About the site
A bit of curiosity can be a dangerous thing. When I started wondering about the ‘missing creek’ in Rosalie, I had no idea it would turn into an all-consuming local history project, let alone a web site.It all started (though I didn’t know it at the time) with the flood in January 2011, just a few months after I’d moved into Howard Street in Rosalie. I remember walking home from work to find Gregory Park, Haig Road and Torwood Street filling up with water. As the novelty of it all began to wear off, I started to wonder: if this is where the water likes to flow, why isn’t there a creek? The answer, of course, was simple: there was a creek once, but a suburb was built on top of it. I’d known this area all my life, but this simple realisation changed my perspective completely. I’d always taken the urban landscape for granted; it had never occurred to me that so many of our streets and houses and parks were built on top of waterways.
This oversight is somewhat surprising given my pre-existing affinity for creeks. For most of my life I’ve been lucky enough to live close to Ithaca Creek, and for a time, Toowong Creek. From childhood trips to the park, to more recent bushwalks and photo expeditions, I’ve come to take for granted the privilege of having a neighbourhood creek.

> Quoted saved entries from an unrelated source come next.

#[cfg(test)]
mod tests {
    use super::*;
    use crate::config::demo_city;

    fn session() -> Session {
        let runtime = tokio::runtime::Builder::new_current_thread()
            .enable_all()
            .build()
            .expect("runtime");
        let cfg = Config {
            scan_every_n_ticks: 1,
            tick_interval_ms: 1,
            ..Config::default()
        };
        Session::new(
            cfg,
            demo_city(),
            EventBus::default(),
            runtime,
            Arc::new(AtomicBool::new(false)),
        )
    }

    #[test]
    fn parses_every_command() {
        assert_eq!(Command::parse("/help"), Ok(Command::Help));
        assert_eq!(
            Command::parse("/route 0 0 400 0"),
            Ok(Command::Route {
                x1: 0.0,
                y1: 0.0,
                x2: 400.0,
                y2: 0.0
            })
        );
        assert_eq!(
            Command::parse("/move JP-0003 1 2 100"),
            Ok(Command::Move {
                agent: AgentId(3),
                x: 1.0,
                y: 2.0,
                altitude: 100.0
            })
        );
        assert_eq!(
            Command::parse("/state 2 parked"),
            Ok(Command::State {
                agent: AgentId(2),
                state: FlightState::Parked
            })
        );
        assert_eq!(Command::parse("/tick"), Ok(Command::Tick { count: 1 }));
        assert_eq!(Command::parse("/tick 12"), Ok(Command::Tick { count: 12 }));
        assert_eq!(
            Command::parse("/contacts 10 20 50"),
            Ok(Command::Contacts {
                near: Some((10.0, 20.0, 50.0))
            })
        );
        assert_eq!(Command::parse("/radar off"), Ok(Command::Radar { on: false }));
        assert_eq!(Command::parse("/exit"), Ok(Command::Quit));
    }

    #[test]
    fn rejects_bad_input() {
        assert!(Command::parse("/route 1 2 3").is_err());
        assert!(Command::parse("/spawn a b c").is_err());
        assert!(Command::parse("/spawn NaN 0 100").is_err());
        assert!(Command::parse("/state 1 hovering").is_err());
        assert!(Command::parse("/radar maybe").is_err());
        assert!(Command::parse("/dance").is_err());
    }

    #[test]
    fn spawn_tick_and_quit() {
        let mut s = session();
        assert!(s.execute(Command::Spawn {
            x: 500.0,
            y: 500.0,
            altitude: 100.0
        }));
        s.execute(Command::Spawn {
            x: 510.0,
            y: 510.0,
            altitude: 100.0,
        });
        s.execute(Command::Tick { count: 2 });
        assert_eq!(s.traffic().ticks(), 2);
        assert_eq!(s.traffic().monitor().open_critical_pairs(), 1);

        assert!(!s.execute(Command::Quit));
        assert!(s.shutdown.load(Ordering::SeqCst));
    }

    #[test]
    fn state_and_remove_reach_the_traffic_loop() {
        let mut s = session();
        s.execute(Command::Spawn {
            x: 0.0,
            y: 0.0,
            altitude: 100.0,
        });
        s.execute(Command::State {
            agent: AgentId(1),
            state: FlightState::Parked,
        });
        assert_eq!(
            s.traffic().radar().get(AgentId(1)).map(|c| c.state),
            Some(FlightState::Parked)
        );
        s.execute(Command::Remove { agent: AgentId(1) });
        assert!(s.traffic().radar().is_empty());
    }

    #[test]
    fn run_length_saturates_instead_of_overflowing() {
        assert_eq!(
            Command::parse("/run 20000000000000000"),
            Ok(Command::Run {
                seconds: 20_000_000_000_000_000
            })
        );
        assert_eq!(ticks_for(3, Duration::from_millis(100)), 30);
        assert_eq!(
            ticks_for(20_000_000_000_000_000, Duration::from_millis(100)),
            u64::MAX / 100
        );
        assert_eq!(ticks_for(u64::MAX, Duration::ZERO), u64::MAX);
    }

    #[test]
    fn run_ticks_in_real_time() {
        let mut s = session();
        s.execute(Command::Run { seconds: 0 });
        assert_eq!(s.traffic().ticks(), 0);
    }

    #[test]
    fn route_command_uses_the_route_service() {
        let s = session();
        s.cmd_route(100.0, 100.0, 500.0, 100.0);
        let route = s
            .runtime
            .block_on(s.routes.plan(None, 100.0, 100.0, 160.0, 100.0))
            .expect("short hop");
        assert_eq!(route.waypoints.len(), 2);
    }
}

So when I moved to Rosalie and started thinking about the creek that wasn’t there, I began to feel a bit of ‘creek envy’ towards my neighbouring suburbs. I felt like my local area had lost something that no amount of gourmet markets and trendy cafes could make up for.
So I set out to recreate the missing creek, if only in my mind’s eye. I found myself trawling through old newspaper articles, visiting libraries and surveying local streets in an effort to re-imagine a now extinct stream. Somewhere along the way (to be specific, I believe it was on Runic street on the afternoon of Sunday 9 October, 2011) it dawned on me that this venture would make more sense if I could share it and draw on the collective knowledge of other people who know this area. And so, here we are.
I’m aware that in some ways this is an odd venture. Why put so much effort into a creek that no longer exists? Why not put it into improving a creek that does exist, like Ithaca Creek, Toowong Creek, or any number of others? I have asked myself this from time to time. In fact, I was full steam ahead on an Ithaca Creek photo project when my attention was diverted to this one. But cracking the mystery of a missing creek proved more alluring than exploring an existing one. My curiosity got the better of me, as it usually does.
But this website is about more than just satisfying my inner Sherlock Holmes. It is also designed to foster a greater awareness and understanding of the environment in our own backyards, which I think is worthy of attention even if it doesn’t include a creek. It is easy to forget sometimes that we live in a natural landscape as well as a cultural one.
And finally, I like to think that Western Creek could again see the light of day. While much of it is buried beneath houses and other well established infrastructure, some parts pass under parkland that could, if the will was there, be converted back into an open stream. Whether these opportunities are ever realised will depend on many things, not least the interest and enthusiasm of the community. But from where can such interest and enthusiasm begin, if not from some collective knowledge of the creek that once flowed through our own backyards?
…and about me
I’ve lived in Brisbane all my life, specifically in the suburbs of Bardon, The Gap, Toowong, Rosalie (ahem, Paddington), and currently Rocklea. I am interested in many things, but especially the natural world and how it works, from the cosmos as a whole right down to the quantum weirdness that, like it or not, permeates everything. I worked in the Queensland public service for six years in various roles that all related to water resources. Having left the government when the going was good, I am now rediscovering the student lifestyle. I commenced a PhD in September 2014 in the School of Journalism and Communication at the University of Queensland. My topic is still a bit vague, but I am planning to use large-scale text analysis techniques and data visualisation to explore public discourse around coal seam gas. That will keep me busy for the next few years. So if I don’t get around to updating this site very often, you know why!